Dead zone (ecology)
Dead zones are hypoxic (low-oxygen) areas in the world's oceans, the observed incidences of which have been increasing since oceanographers began noting them in the 1970s. The term could as well apply to the identical phenomenon in large lakes. Aquatic and marine dead zones can be caused by the process of eutrophication, triggered by an excess of plant nutrients (nitrogen and phosphorus) from fertilizers, sewage, combustion emissions from vehicles, power generators, and factories. In a cascade of effects, the nutrients trigger a bloom of phytoplankton at the bottom of the marine food chain, allowing zooplankton to proliferate. As phytoplankton and zooplankton die and sink below the photic zone where photosynthesis can occur, a bloom of natural bacterial degradation exhausts the water's dissolved oxygen. Low oxygen levels recorded along the Gulf Coast of North America have led to reproductive problems in fish involving decreased size of reproductive organs, low egg counts and lack of spawning.
In March 2004, when the recently established UN Environment Programme published its first Global Environment Outlook Year Book (GEO Year Book 2003), it reported 146 dead zones in the world's oceans where marine life could not be supported due to depleted oxygen levels. Some of these were as small as a square kilometre (0.4 mi²), but the largest dead zone covered 70,000 square kilometres (27,000 mi²). A 2008 study counted 405 dead zones worldwide.

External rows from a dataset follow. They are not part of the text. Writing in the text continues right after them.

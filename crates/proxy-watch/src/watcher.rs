//! Recursive directory watcher built on `notify`.

use crate::error::{WatchError, WatchResult};
use crate::filter::{is_relevant, normalize_extensions};
use notify::{Event, EventKind, RecommendedWatcher, RecursiveMode, Watcher};
use std::path::{Path, PathBuf};
use std::time::Duration;
use tokio::sync::mpsc;
use tokio::task::JoinHandle;
use tracing::{debug, warn};

/// What to report and how eagerly.
#[derive(Debug, Clone)]
pub struct WatchOptions {
    /// File extensions (with leading dot) that count as relevant
    pub extensions: Vec<String>,
    /// Quiet period that folds a burst of events into one notification
    pub debounce: Duration,
}

impl Default for WatchOptions {
    fn default() -> Self {
        Self {
            extensions: vec![".js".to_string(), ".json".to_string()],
            debounce: Duration::from_millis(100),
        }
    }
}

/// Watches one directory tree for as long as it is alive.
pub struct FileWatcher {
    directory: PathBuf,
    _watcher: RecommendedWatcher,
    task: JoinHandle<()>,
}

impl std::fmt::Debug for FileWatcher {
    fn fmt(&self, f: &mut std::fmt::Formatter<'_>) -> std::fmt::Result {
        f.debug_struct("FileWatcher")
            .field("directory", &self.directory)
            .finish()
    }
}

impl FileWatcher {
    /// Start watching `directory` recursively.
    ///
    /// `on_change` is invoked with the first relevant path of each debounced
    /// burst. Returning `false` stops the watcher's forwarding task.
    /// Must be called from within a Tokio runtime.
    pub fn start<F>(directory: impl Into<PathBuf>, options: WatchOptions, on_change: F) -> WatchResult<Self>
    where
        F: FnMut(PathBuf) -> bool + Send + 'static,
    {
        let directory = directory.into();
        if !directory.exists() {
            return Err(WatchError::MissingDirectory(directory));
        }
        if !directory.is_dir() {
            return Err(WatchError::NotADirectory(directory));
        }

        let (raw_tx, raw_rx) = mpsc::unbounded_channel();
        let mut watcher = RecommendedWatcher::new(
            move |res: notify::Result<Event>| {
                let _ = raw_tx.send(res);
            },
            notify::Config::default(),
        )?;
        watcher.watch(&directory, RecursiveMode::Recursive)?;

        let options = WatchOptions {
            extensions: normalize_extensions(&options.extensions),
            ..options
        };
        debug!(
            directory = %directory.display(),
            extensions = ?options.extensions,
            debounce_ms = options.debounce.as_millis() as u64,
            "File watcher started"
        );

        let task = tokio::spawn(forward_changes(raw_rx, options, on_change));

        Ok(Self {
            directory,
            _watcher: watcher,
            task,
        })
    }

    pub fn directory(&self) -> &Path {
        &self.directory
    }
}

impl Drop for FileWatcher {
    fn drop(&mut self) {
        self.task.abort();
        debug!(directory = %self.directory.display(), "File watcher stopped");
    }
}

async fn forward_changes<F>(
    mut raw: mpsc::UnboundedReceiver<notify::Result<Event>>,
    options: WatchOptions,
    mut on_change: F,
) where
    F: FnMut(PathBuf) -> bool,
{
    while let Some(result) = raw.recv().await {
        let Some(path) = relevant_path(result, &options.extensions) else {
            continue;
        };

        if !options.debounce.is_zero() {
            let deadline = tokio::time::Instant::now() + options.debounce;
            while let Ok(Some(_)) = tokio::time::timeout_at(deadline, raw.recv()).await {}
        }

        debug!(path = %path.display(), "Relevant file change");
        if !on_change(path) {
            break;
        }
    }
}

fn relevant_path(result: notify::Result<Event>, extensions: &[String]) -> Option<PathBuf> {
    match result {
        Ok(event) => {
            // Opening or reading a file is not a change
            if matches!(event.kind, EventKind::Access(_)) {
                return None;
            }
            event.paths.into_iter().find(|p| is_relevant(p, extensions))
        }
        Err(e) => {
            warn!(error = %e, "File watch error");
            None
        }
    }
}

Aquatic and marine dead zones can be caused by an increase in chemical nutrients (particularly nitrogen and phosphorus) in the water, known as eutrophication. These chemicals are the fundamental building blocks of single-celled, plant-like organisms that live in the water column, and whose growth is limited in part by the availability of these materials. Eutrophication can lead to rapid increases in the density of certain types of these phytoplankton, a phenomenon known as an algal bloom.